Greenman's Occasional Organ

Ecosocialist. Syndicalist. Critical Techno-Progressive.

Thursday, August 28, 2008

Weekly Links 28/08/08

Europe
A good article here from Red Pepper on the Lisbon Treaty and the left opposition to it - http://www.redpepper.org.uk/Which-part-of-No-don-t-they

Which part of No don’t they understand?

When the EU constitution was rejected in 2005, European leaders resolved that the people of Europe would not get a vote on its replacement. But Ireland’s constitution forced one exception, and the Irish promptly rejected the Lisbon treaty. Westby Swift looks at why the Irish voted No, what the EU plans to do about it and how the left should respond


American Politics
Elsewhere in this month's Red Pepper is a debate on the Obama Presidential challenge and the left - http://www.redpepper.org.uk/Holding-Obama-s-feet-to-the-fire

Holding Obama’s feet to the fire

With his appointment of a series of Clintonite economic and foreign policy advisers, Barack Obama has attracted fire from the American left. But does this mean that hope in his campaign for the presidency is misplaced? Doug Henwood, Gary Younge, Jo-ann Mort, Betsy Reed and Ta-Nehisi Coates debate the politics of Obama’s candidacy and the huge mobilisation of support behind it


Theory
The anti-ecologist, "Wise Use", and libertarian right sometimes like to use the arguments of Garrett Hardin as an intellectual totem, a weapon in the battle for the privatisation of everything and the permanent defeat of collectivism. Ecosocialist activist and writer Ian Angus takes on Hardin's arguments in an article published on the Socialist Voice website here -
http://www.socialistvoice.ca/?p=316

Will shared resources always be misused and overused? Is community ownership of land, forests and fisheries a guaranteed road to ecological disaster? Is privatization the only way to protect the environment and end Third World poverty? Most economists and development planners will answer “yes” — and for proof they will point to the most influential article ever written on those important questions.
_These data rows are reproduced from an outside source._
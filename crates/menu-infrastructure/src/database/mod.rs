//! Database module (PostgreSQL adapters)

pub mod connection;
pub mod postgres;

pub use connection::{create_pool, run_migrations};
pub use postgres::{PgMenuRepository, PgMenuTransaction};
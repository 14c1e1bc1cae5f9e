//! # Menu Infrastructure
//! 
//! Storage adapters for the menu repository ports.

pub mod database;
pub mod memory;

pub use database::{create_pool, run_migrations, PgMenuRepository, PgMenuTransaction};
pub use memory::{InMemoryMenuRepository, InMemoryMenuTransaction};
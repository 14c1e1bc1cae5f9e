//! # Menu Shared
//! 
//! Configuration, telemetry, and constants shared by the menu synchronization crates.

pub mod constants;
pub mod telemetry;
pub mod config;
pub mod error;

pub use config::{AppConfig, PersistenceMode};
pub use error::AppError;
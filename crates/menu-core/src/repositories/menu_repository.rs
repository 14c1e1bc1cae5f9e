//! Menu repository traits (ports)

use async_trait::async_trait;

use crate::domain::{MenuId, MenuUpdate, NewMenuRow, PersistedRootMenu};
use crate::error::DomainError;

/// Opens units of work against menu storage
#[async_trait]
pub trait MenuRepository: Send + Sync {
    type Transaction: MenuTransaction;

    async fn begin(&self) -> Result<Self::Transaction, DomainError>;
}

/// A unit of work. Dropping it without [`MenuTransaction::commit`] rolls back.
#[async_trait]
pub trait MenuTransaction: MenuWriter + Sized {
    async fn commit(self) -> Result<(), DomainError>;
}

/// Reads and writes available inside one unit of work.
#[cfg_attr(test, mockall::automock)]
#[async_trait]
pub trait MenuWriter: Send {
    /// Root menus then their children, each level ordered by `list_order`
    async fn load_existing_tree(&mut self) -> Result<Vec<PersistedRootMenu>, DomainError>;

    /// Insert one batch and return the generated ids in row order
    async fn bulk_insert(&mut self, rows: &[NewMenuRow]) -> Result<Vec<MenuId>, DomainError>;

    async fn bulk_update(&mut self, updates: &[MenuUpdate]) -> Result<u64, DomainError>;

    /// Ids that no longer exist are skipped, not reported
    async fn delete_by_ids(&mut self, ids: &[MenuId]) -> Result<u64, DomainError>;

    async fn save_single(&mut self, row: &NewMenuRow) -> Result<MenuId, DomainError>;

    async fn update_single(&mut self, update: &MenuUpdate) -> Result<(), DomainError>;

    /// Returns whether a row was removed
    async fn delete_single(&mut self, id: MenuId) -> Result<bool, DomainError>;
}
//! Database connection pool

use sqlx::{migrate::MigrateError, postgres::PgPoolOptions, PgPool};
use std::time::Duration;
use tracing::info;

use menu_shared::config::DatabaseSettings;

pub async fn create_pool(settings: &DatabaseSettings) -> Result<PgPool, sqlx::Error> {
    PgPoolOptions::new()
        .max_connections(settings.max_connections)
        .min_connections(settings.min_connections)
        .acquire_timeout(Duration::from_secs(settings.acquire_timeout_secs))
        .connect(&settings.url)
        .await
}

pub async fn run_migrations(pool: &PgPool) -> Result<(), MigrateError> {
    info!("Running menu migrations");
    sqlx::migrate!("./migrations").run(pool).await
}
//! # Menu Core - Domain Module
//! 
//! Menu tree shapes and the change set produced by one reconciliation.

pub mod menu;
pub mod change_set;

pub use menu::{
    assemble_tree, into_menu_tree, MenuId, MenuNode, MenuRecord, PersistedRootMenu,
    PersistedSubMenu, RootMenu, SubMenu,
};
pub use change_set::{
    ChangeSet, InsertParent, MenuInsert, MenuLevel, MenuUpdate, NewMenuRow, SubMenuParent,
};
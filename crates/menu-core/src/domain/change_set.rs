// ============================================================================
// Menu Core - Change Set
// File: crates/menu-core/src/domain/change_set.rs
// Description: Inserts, updates, and deletes discovered by one reconciliation
// ============================================================================

use serde::Serialize;

use super::menu::MenuId;

/// Tree level of a menu
#[derive(Debug, Clone, Copy, PartialEq, Eq, Serialize)]
#[serde(rename_all = "lowercase")]
pub enum MenuLevel {
    Main,
    Sub,
}

/// Where a new menu hangs in the tree
#[derive(Debug, Clone, Copy, PartialEq, Eq, Serialize)]
#[serde(rename_all = "camelCase", tag = "kind", content = "value")]
pub enum InsertParent {
    /// New main menu
    Root,
    /// Child of a main menu created in the same change set, by its position among
    /// the main menu inserts
    PendingRoot(usize),
    /// Child of a main menu that already exists
    Existing(MenuId),
}

/// Parent of a new sub menu. Has no root variant, so a sub insert cannot be
/// mistaken for a main menu insert.
#[derive(Debug, Clone, Copy, PartialEq, Eq)]
pub enum SubMenuParent {
    PendingRoot(usize),
    Existing(MenuId),
}

impl From<SubMenuParent> for InsertParent {
    fn from(parent: SubMenuParent) -> Self {
        match parent {
            SubMenuParent::PendingRoot(slot) => InsertParent::PendingRoot(slot),
            SubMenuParent::Existing(id) => InsertParent::Existing(id),
        }
    }
}

#[derive(Debug, Clone, PartialEq, Eq, Serialize)]
#[serde(rename_all = "camelCase")]
pub struct MenuInsert {
    pub parent: InsertParent,
    pub name: String,
    pub list_order: i32,
}

impl MenuInsert {
    pub fn level(&self) -> MenuLevel {
        match self.parent {
            InsertParent::Root => MenuLevel::Main,
            InsertParent::PendingRoot(_) | InsertParent::Existing(_) => MenuLevel::Sub,
        }
    }
}

#[derive(Debug, Clone, PartialEq, Eq, Serialize)]
#[serde(rename_all = "camelCase")]
pub struct MenuUpdate {
    pub id: MenuId,
    pub level: MenuLevel,
    pub name: String,
    pub list_order: i32,
}

/// Row handed to storage once the parent id is known.
#[derive(Debug, Clone, PartialEq, Eq)]
pub struct NewMenuRow {
    pub parent_id: Option<MenuId>,
    pub name: String,
    pub list_order: i32,
}

/// Operations needed to turn the persisted tree into the submitted one.
///
/// Built once per reconciliation and consumed once by a persistence strategy.
#[derive(Debug, Clone, Default, PartialEq, Eq, Serialize)]
#[serde(rename_all = "camelCase")]
pub struct ChangeSet {
    to_insert: Vec<MenuInsert>,
    to_update: Vec<MenuUpdate>,
    sub_deletes: Vec<MenuId>,
    main_deletes: Vec<MenuId>,
    #[serde(skip)]
    pending_roots: usize,
}

impl ChangeSet {
    pub fn new() -> Self {
        Self::default()
    }

    /// Queue a new main menu and return its slot for children to reference.
    pub fn insert_root(&mut self, name: &str, list_order: i32) -> usize {
        let slot = self.pending_roots;
        self.pending_roots += 1;
        self.to_insert.push(MenuInsert {
            parent: InsertParent::Root,
            name: name.to_string(),
            list_order,
        });
        slot
    }

    pub fn insert_sub(&mut self, parent: SubMenuParent, name: &str, list_order: i32) {
        self.to_insert.push(MenuInsert {
            parent: parent.into(),
            name: name.to_string(),
            list_order,
        });
    }

    pub fn update(&mut self, id: MenuId, level: MenuLevel, name: &str, list_order: i32) {
        self.to_update.push(MenuUpdate {
            id,
            level,
            name: name.to_string(),
            list_order,
        });
    }

    pub fn delete_sub(&mut self, id: MenuId) {
        self.sub_deletes.push(id);
    }

    pub fn delete_main(&mut self, id: MenuId) {
        self.main_deletes.push(id);
    }

    pub fn inserts(&self) -> &[MenuInsert] {
        &self.to_insert
    }

    pub fn main_inserts(&self) -> impl Iterator<Item = &MenuInsert> {
        self.to_insert.iter().filter(|insert| insert.level() == MenuLevel::Main)
    }

    pub fn sub_inserts(&self) -> impl Iterator<Item = &MenuInsert> {
        self.to_insert.iter().filter(|insert| insert.level() == MenuLevel::Sub)
    }

    pub fn updates(&self) -> &[MenuUpdate] {
        &self.to_update
    }

    pub fn updates_at(&self, level: MenuLevel) -> impl Iterator<Item = &MenuUpdate> {
        self.to_update.iter().filter(move |update| update.level == level)
    }

    pub fn sub_deletes(&self) -> &[MenuId] {
        &self.sub_deletes
    }

    pub fn main_deletes(&self) -> &[MenuId] {
        &self.main_deletes
    }

    /// Number of main menu inserts, i.e. the size of the first insert batch
    pub fn pending_roots(&self) -> usize {
        self.pending_roots
    }

    pub fn is_empty(&self) -> bool {
        self.to_insert.is_empty()
            && self.to_update.is_empty()
            && self.sub_deletes.is_empty()
            && self.main_deletes.is_empty()
    }

    pub fn delete_count(&self) -> usize {
        self.sub_deletes.len() + self.main_deletes.len()
    }
}
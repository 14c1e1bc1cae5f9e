//! Configuration management

use config::{Config, ConfigError, Environment, File};
use serde::Deserialize;

use crate::constants::{DEFAULT_ACQUIRE_TIMEOUT_SECS, DEFAULT_LOG_LEVEL, DEFAULT_MAX_CONNECTIONS};

#[derive(Debug, Deserialize, Clone)]
pub struct AppConfig {
    pub app: AppSettings,
    pub database: DatabaseSettings,
    pub sync: SyncSettings,
    pub logging: LoggingSettings,
}

#[derive(Debug, Deserialize, Clone)]
pub struct AppSettings {
    pub env: String,
    pub name: String,
}

#[derive(Debug, Deserialize, Clone)]
pub struct DatabaseSettings {
    pub url: String,
    pub max_connections: u32,
    pub min_connections: u32,
    pub acquire_timeout_secs: u64,
}

#[derive(Debug, Deserialize, Clone)]
pub struct SyncSettings {
    pub mode: PersistenceMode,
    pub run_migrations: bool,
}

#[derive(Debug, Deserialize, Clone)]
pub struct LoggingSettings {
    pub level: String,
    pub format: LogFormat,
    /// Directory for a daily rolling log file; stdout only when unset
    pub directory: Option<String>,
}

/// How a change set is written to storage
#[derive(Debug, Deserialize, Clone, Copy, PartialEq, Eq, Default)]
#[serde(rename_all = "lowercase")]
pub enum PersistenceMode {
    /// One statement per created, updated, or deleted row
    #[default]
    Incremental,
    /// One batched statement per operation type and tree level
    Bulk,
}

impl PersistenceMode {
    pub fn as_str(&self) -> &'static str {
        match self {
            PersistenceMode::Incremental => "incremental",
            PersistenceMode::Bulk => "bulk",
        }
    }
}

#[derive(Debug, Deserialize, Clone, Copy, PartialEq, Eq, Default)]
#[serde(rename_all = "lowercase")]
pub enum LogFormat {
    #[default]
    Text,
    Json,
}

impl AppConfig {
    pub fn load() -> Result<Self, ConfigError> {
        let env = std::env::var("APP_ENV").unwrap_or_else(|_| "development".into());
        let config = Self::builder()?
            .add_source(File::with_name("config/default").required(false))
            .add_source(File::with_name(&format!("config/{}", env)).required(false))
            .add_source(Environment::default().separator("__").try_parsing(true))
            .build()?;
        config.try_deserialize()
    }

    fn builder() -> Result<config::ConfigBuilder<config::builder::DefaultState>, ConfigError> {
        Config::builder()
            .set_default("app.env", "development")?
            .set_default("app.name", "menu-sync")?
            .set_default("database.max_connections", i64::from(DEFAULT_MAX_CONNECTIONS))?
            .set_default("database.min_connections", 1)?
            .set_default("database.acquire_timeout_secs", DEFAULT_ACQUIRE_TIMEOUT_SECS as i64)?
            .set_default("sync.mode", PersistenceMode::default().as_str())?
            .set_default("sync.run_migrations", false)?
            .set_default("logging.level", DEFAULT_LOG_LEVEL)?
            .set_default("logging.format", "text")
    }
}
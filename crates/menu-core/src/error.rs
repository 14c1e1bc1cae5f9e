//! Domain errors

use thiserror::Error;

use crate::domain::MenuId;

#[derive(Error, Debug)]
pub enum DomainError {
    #[error("Menu not found: {0}")]
    MenuNotFound(MenuId),

    #[error("Sub menu cannot have children: {name}")]
    MenuDepthExceeded { name: String },

    #[error("Submitted menu id {0} does not match a persisted sibling")]
    UnknownMenuId(MenuId),

    #[error("Menu id {0} submitted more than once")]
    DuplicateMenuId(MenuId),

    #[error("Persisted menu tree is corrupt: {0}")]
    CorruptMenuTree(String),

    #[error("Batch insert returned {actual} ids for {expected} rows")]
    IdInferenceViolation { expected: usize, actual: usize },

    #[error("Constraint violation: {0}")]
    ConstraintViolation(String),

    #[error("Validation error: {0}")]
    ValidationError(String),

    #[error("Database error: {0}")]
    DatabaseError(String),
}

/// Coarse error classes used when reporting a failed synchronization
#[derive(Debug, Clone, Copy, PartialEq, Eq)]
pub enum ErrorCategory {
    /// The submission does not describe a valid two-level tree over the persisted ids
    Structural,
    Validation,
    NotFound,
    /// Storage rejected a write or could not be reached
    Persistence,
    /// Storage did not hand back one id per inserted row
    IdInference,
}

impl DomainError {
    pub fn category(&self) -> ErrorCategory {
        match self {
            DomainError::MenuDepthExceeded { .. }
            | DomainError::UnknownMenuId(_)
            | DomainError::DuplicateMenuId(_)
            | DomainError::CorruptMenuTree(_) => ErrorCategory::Structural,
            DomainError::ValidationError(_) => ErrorCategory::Validation,
            DomainError::MenuNotFound(_) => ErrorCategory::NotFound,
            DomainError::ConstraintViolation(_) | DomainError::DatabaseError(_) => {
                ErrorCategory::Persistence
            }
            DomainError::IdInferenceViolation { .. } => ErrorCategory::IdInference,
        }
    }
}

impl From<validator::ValidationErrors> for DomainError {
    fn from(errors: validator::ValidationErrors) -> Self {
        DomainError::ValidationError(errors.to_string())
    }
}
Since its publication in Science in December 1968, “The Tragedy of the Commons” has been anthologized in at least 111 books, making it one of the most-reprinted articles ever to appear in any scientific journal. It is also one of the most-quoted: a recent Google search found “about 302,000” results for the phrase “tragedy of the commons.”


Angus presents a convincing attack on both the veracity of Hardin's argument and the duplicitous uses to which it has been put.